The event I attended was AIGA’s Hilary for America Design team. I chose to attend this event because while I was not completely on board with Hilary Clinton during the election, and despite my total opposition to Trump as a candidate it was Hilary’s campaign that turned me on to her. However when I think “presidential campaign” oddly enough I don’t think design, brand, or advertising. Hearing this panel speak changed that for me entirely.

The event took place at The New School (Parsons). I attended an AIGA event there before and it was in the same room so the place and setting wasn’t new or different to me. While waiting for the talk to begin a guy sat down a seat away from me and said “Well this will be depressing”, and our conversation began from there. This was Andrew DeRosa, he teaches Graphic Design theory and typography at Queens College. It was pretty awkward, I would describe the conversation as generic, as in “What do you do” “What did you think of this” etc. He gave me his business card, the Queens College one, and said I can reach out to him anytime, whether it’s to talk about a project or something. I don’t really intend to do that but he was nice.

Michael Bierut from Pentagram began speaking, all he did was the introduction. The last event I went to had a warm up with an opening speaker, a student, talking about a some project. This talk had the same warm up, this student was Anita (I think), a senior graphic design student who spoke way too fast and discussed a project her and some other people were currently working on. An app for students who don’t sleep enough, so the way you use this app is you log the amount of hours you slept and donate the corresponding amount to a charity. She said it was supposed to help students with their sleep schedule and financial situations? As if it’s supposed to motivate a person to use it. It didn’t really make sense to me but I liked the design.

Finally, Jennifer Kinon and her Hilary for America design team came down. It was a large team, then again I never actually considered the average size of a team so maybe it wasn’t that large? I was surprised, though, and excited to find that the team consisted of mainly women, with only three males. One speaker was absent and was represented with a can of cheese balls. They explained it later on.

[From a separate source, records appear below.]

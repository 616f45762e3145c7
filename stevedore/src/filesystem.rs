use std::io;
use std::path::{Path, PathBuf};

use async_trait::async_trait;
use chrono::{DateTime, Utc};

use crate::resources::ResourceLocator;

/// Metadata for one entry of a cluster filesystem.
#[derive(Clone, Debug, PartialEq, Eq)]
pub struct FileStatus {
    pub path: PathBuf,
    pub len: u64,
    pub modified: DateTime<Utc>,
    pub is_dir: bool,
}

/// Handle to the filesystem that launch resources are staged from.
///
/// Node-local container managers download staged resources from this
/// filesystem, so every path handed out must be reachable cluster-wide.
#[async_trait]
pub trait ClusterFilesystem: Send + Sync {
    /// Locator a node uses to fetch `path`.
    fn locator(&self, path: &Path) -> ResourceLocator;

    /// Status of a single file or directory.
    async fn status(&self, path: &Path) -> io::Result<FileStatus>;

    /// Entries directly under `dir`.
    async fn list(&self, dir: &Path) -> io::Result<Vec<FileStatus>>;

    /// Create or replace a file and return its new status.
    async fn write(
        &self,
        path: &Path,
        contents: &[u8],
    ) -> io::Result<FileStatus>;
}

/// [`ClusterFilesystem`] backed by a local (or locally mounted) directory tree.
#[derive(Clone, Debug, Default)]
pub struct LocalFilesystem;

impl LocalFilesystem {
    pub fn new() -> Self {
        Self
    }

    fn to_status(path: &Path, metadata: &std::fs::Metadata) -> FileStatus {
        let modified = metadata
            .modified()
            .map(DateTime::<Utc>::from)
            .unwrap_or_else(|_| Utc::now());
        FileStatus {
            path: path.to_path_buf(),
            len: metadata.len(),
            modified,
            is_dir: metadata.is_dir(),
        }
    }
}

#[async_trait]
impl ClusterFilesystem for LocalFilesystem {
    fn locator(&self, path: &Path) -> ResourceLocator {
        ResourceLocator::file(path)
    }

    async fn status(&self, path: &Path) -> io::Result<FileStatus> {
        let metadata = tokio::fs::metadata(path).await?;
        Ok(Self::to_status(path, &metadata))
    }

    async fn list(&self, dir: &Path) -> io::Result<Vec<FileStatus>> {
        let mut entries = tokio::fs::read_dir(dir).await?;
        let mut statuses = Vec::new();
        while let Some(entry) = entries.next_entry().await? {
            let metadata = entry.metadata().await?;
            statuses.push(Self::to_status(&entry.path(), &metadata));
        }
        Ok(statuses)
    }

    async fn write(
        &self,
        path: &Path,
        contents: &[u8],
    ) -> io::Result<FileStatus> {
        if let Some(parent) = path.parent() {
            tokio::fs::create_dir_all(parent).await?;
        }
        tokio::fs::write(path, contents).await?;
        self.status(path).await
    }
}

#[cfg(test)]
mod tests {
    use super::*;

    #[tokio::test]
    async fn test_local_filesystem_write_then_list() {
        let dir = tempfile::tempdir().unwrap();
        let fs = LocalFilesystem::new();

        let written = fs
            .write(&dir.path().join("conf/site.xml"), b"<configuration/>")
            .await
            .unwrap();
        assert_eq!(written.len, 16);
        assert!(!written.is_dir);

        let listed = fs.list(&dir.path().join("conf")).await.unwrap();
        assert_eq!(listed.len(), 1);
        assert_eq!(listed[0].path, dir.path().join("conf/site.xml"));
    }

    #[tokio::test]
    async fn test_local_filesystem_status_of_missing_path() {
        let dir = tempfile::tempdir().unwrap();
        let err = LocalFilesystem::new()
            .status(&dir.path().join("missing"))
            .await
            .unwrap_err();
        assert_eq!(err.kind(), io::ErrorKind::NotFound);
    }

    #[test]
    fn test_local_locator_uses_file_scheme() {
        let locator = LocalFilesystem::new().locator(Path::new("/srv/image.tar"));
        assert_eq!(locator.to_string(), "file:///srv/image.tar");
    }
}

Each person had a story to tell. I thought it was going to be more about the process and each person’s role in the team. It was stated what each person did but it was more like their experiences working on branding a presidential candidate on an emotional level rather than the design process itself. Now bear with me as I wasn’t able to record all their names and what they did and what they talked about. I mainly recorded the ones I found to be interesting.

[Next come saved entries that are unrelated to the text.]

use chrono::{DateTime, Utc};
use serde::{Deserialize, Serialize};
use tokio::sync::broadcast;
use uuid::Uuid;

use crate::container::ContainerId;
use crate::record::LaunchRecord;
use crate::worker::{LaunchFailure, LaunchOutcome};

/// Metadata envelope attached to every launch event.
#[derive(Clone, Debug, Serialize, Deserialize)]
pub struct EventMeta {
    pub version: u16,
    pub worker_id: Uuid,
    pub container_id: ContainerId,
    pub role: String,
    pub timestamp: DateTime<Utc>,
}

impl EventMeta {
    pub fn new(
        worker_id: Uuid,
        container_id: ContainerId,
        role: impl Into<String>,
    ) -> Self {
        Self {
            version: 1,
            worker_id,
            container_id,
            role: role.into(),
            timestamp: Utc::now(),
        }
    }
}

/// Launch event with metadata and payload.
#[derive(Clone, Debug)]
pub struct LaunchEvent {
    pub meta: EventMeta,
    pub payload: LaunchEventPayload,
}

/// Event payload emitted as a launch worker progresses.
#[derive(Clone, Debug)]
#[non_exhaustive]
pub enum LaunchEventPayload {
    /// The worker began running.
    Started,
    /// The launch request was accepted by the coordinator.
    Submitted { record: LaunchRecord },
    /// A stage failed; nothing was submitted.
    Failed { failure: LaunchFailure },
    /// The worker finished and the coordinator was notified.
    Finished { outcome: LaunchOutcome },
}

/// In-process fan-out of launch events over a tokio broadcast channel.
///
/// Publishing never blocks. Subscribers that fall behind receive
/// `RecvError::Lagged` and lose the oldest events.
pub struct LaunchEventBus {
    sender: broadcast::Sender<LaunchEvent>,
    capacity: usize,
}

impl std::fmt::Debug for LaunchEventBus {
    fn fmt(&self, f: &mut std::fmt::Formatter<'_>) -> std::fmt::Result {
        f.debug_struct("LaunchEventBus")
            .field("capacity", &self.capacity)
            .field("subscribers", &self.sender.receiver_count())
            .finish()
    }
}

impl LaunchEventBus {
    pub fn new(capacity: usize) -> Self {
        let (sender, _) = broadcast::channel(capacity.max(1));
        Self { sender, capacity }
    }

    pub fn capacity(&self) -> usize {
        self.capacity
    }

    pub fn subscriber_count(&self) -> usize {
        self.sender.receiver_count()
    }

    /// Publish to all current subscribers; dropped when there are none.
    pub fn publish(&self, event: LaunchEvent) {
        let _ = self.sender.send(event);
    }

    pub fn subscribe(&self) -> broadcast::Receiver<LaunchEvent> {
        self.sender.subscribe()
    }
}

impl Default for LaunchEventBus {
    fn default() -> Self {
        Self::new(256)
    }
}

The biggest piece of advice I heard Jennifer say was “Always say yes to a campaign.”

1st speaker: Chelsea Atwell (digital ads) on The Worst Day (election day). She basically talked about being there having to listen to Hillary give her speech and then finding out that she lost. Chelsea was crying, it was very emotional to hear her speak. I can’t speak for other but I’m severely empathetic and felt her pain. I can’t even imagine putting all my energy and every waking moment for a year into a campaign with a national reach of such importance, to lose in the end.

2nd speaker: Hanah Ho (email and merch) on The Best Day. I don’t really remember what specific day that was or if it was something they accomplished but she talked about bringing her mom to the headquarters and how proud she was to be something so huge and her mom being there to see it. Honestly I didn’t really care too much. Of course I would be excited too but still.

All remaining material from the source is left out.